## Exercise description
Copy out all of the material. Every line must match the original.

## Listed records

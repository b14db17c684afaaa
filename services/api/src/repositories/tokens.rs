//! Auth token repository for database operations
//!
//! Tokens are opaque random keys; a user holds at most one at a time.

use rand::Rng;
use rand::distributions::Alphanumeric;
use sqlx::PgPool;
use tracing::info;
use uuid::Uuid;

use crate::error::ApiResult;
use crate::models::user::User;

/// Length of issued token keys
const TOKEN_KEY_LEN: usize = 40;

/// Token repository
#[derive(Clone)]
pub struct TokenRepository {
    pool: PgPool,
}

impl TokenRepository {
    /// Create a new token repository
    pub fn new(pool: PgPool) -> Self {
        Self { pool }
    }

    /// Issue a token for the user, or hand back the one already issued
    pub async fn issue(&self, user_id: Uuid) -> ApiResult<String> {
        let fresh = generate_key();

        // The no-op update makes ON CONFLICT return the existing row.
        let key: String = sqlx::query_scalar(
            r#"
            INSERT INTO auth_tokens (key, user_id)
            VALUES ($1, $2)
            ON CONFLICT (user_id) DO UPDATE SET key = auth_tokens.key
            RETURNING key
            "#,
        )
        .bind(&fresh)
        .bind(user_id)
        .fetch_one(&self.pool)
        .await?;

        info!("Issued token for user {}", user_id);

        Ok(key)
    }

    /// Resolve a presented token key to its user
    pub async fn resolve(&self, key: &str) -> ApiResult<Option<User>> {
        let user = sqlx::query_as::<_, User>(
            r#"
            SELECT u.id, u.username, u.email, u.first_name, u.last_name,
                   u.password_hash, u.avatar, u.is_staff, u.created_at
            FROM auth_tokens t
            JOIN users u ON u.id = t.user_id
            WHERE t.key = $1
            "#,
        )
        .bind(key)
        .fetch_optional(&self.pool)
        .await?;

        Ok(user)
    }

    /// Drop every token the user holds
    pub async fn revoke_all(&self, user_id: Uuid) -> ApiResult<()> {
        sqlx::query("DELETE FROM auth_tokens WHERE user_id = $1")
            .bind(user_id)
            .execute(&self.pool)
            .await?;

        info!("Revoked tokens for user {}", user_id);

        Ok(())
    }
}

/// Generate a fresh random token key
fn generate_key() -> String {
    rand::thread_rng()
        .sample_iter(&Alphanumeric)
        .take(TOKEN_KEY_LEN)
        .map(char::from)
        .collect()
}

#[cfg(test)]
mod tests {
    use super::*;

    #[test]
    fn test_generate_key_shape() {
        let key = generate_key();
        assert_eq!(key.len(), TOKEN_KEY_LEN);
        assert!(key.chars().all(|c| c.is_ascii_alphanumeric()));
    }

    #[test]
    fn test_generate_key_is_not_constant() {
        assert_ne!(generate_key(), generate_key());
    }
}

## Solution for this exercise
repository b14db17c684afaaa
filename services/api/src/repositories/tokens.rs
//! Auth token repository for database operations
//!
//! Tokens are opaque random keys; a user holds at most one at a time.

use rand::Rng;
use rand::distributions::Alphanumeric;
use sqlx::PgPool;
use tracing::info;
use uuid::Uuid;

use crate::error::ApiResult;
use crate::models::user::User;

/// Length of issued token keys
const TOKEN_KEY_LEN: usize = 40;

/// Token repository
#[derive(Clone)]
pub struct TokenRepository {
    pool: PgPool,
}

impl TokenRepository {
    /// Create a new token repository
    pub fn new(pool: PgPool) -> Self {
        Self { pool }
    }

    /// Issue a token for the user, or hand back the one already issued
    pub async fn issue(&self, user_id: Uuid) -> ApiResult<String> {
        let fresh = generate_key();

        // The no-op update makes ON CONFLICT return the existing row.
        let key: String = sqlx::query_scalar(
            r#"
            INSERT INTO auth_tokens (key, user_id)
            VALUES ($1, $2)
            ON CONFLICT (user_id) DO UPDATE SET key = auth_tokens.key
            RETURNING key
            "#,
        )
        .bind(&fresh)
        .bind(user_id)
        .fetch_one(&self.pool)
        .await?;

        info!("Issued token for user {}", user_id);

        Ok(key)
    }

    /// Resolve a presented token key to its user
    pub async fn resolve(&self, key: &str) -> ApiResult<Option<User>> {
        let user = sqlx::query_as::<_, User>(
            r#"
            SELECT u.id, u.username, u.email, u.first_name, u.last_name,
                   u.password_hash, u.avatar, u.is_staff, u.created_at
            FROM auth_tokens t
            JOIN users u ON u.id = t.user_id
            WHERE t.key = $1
            "#,
        )
        .bind(key)
        .fetch_optional(&self.pool)
        .await?;

        Ok(user)
    }

    /// Drop every token the user holds
    pub async fn revoke_all(&self, user_id: Uuid) -> ApiResult<()> {
        sqlx::query("DELETE FROM auth_tokens WHERE user_id = $1")
            .bind(user_id)
            .execute(&self.pool)
            .await?;

        info!("Revoked tokens for user {}", user_id);

        Ok(())
    }
}

/// Generate a fresh random token key
fn generate_key() -> String {
    rand::thread_rng()
        .sample_iter(&Alphanumeric)
        .take(TOKEN_KEY_LEN)
        .map(char::from)
        .collect()
}

#[cfg(test)]
mod tests {
    use super::*;

    #[test]
    fn test_generate_key_shape() {
        let key = generate_key();
        assert_eq!(key.len(), TOKEN_KEY_LEN);
        assert!(key.chars().all(|c| c.is_ascii_alphanumeric()));
    }

    #[test]
    fn test_generate_key_is_not_constant() {
        assert_ne!(generate_key(), generate_key());
    }
}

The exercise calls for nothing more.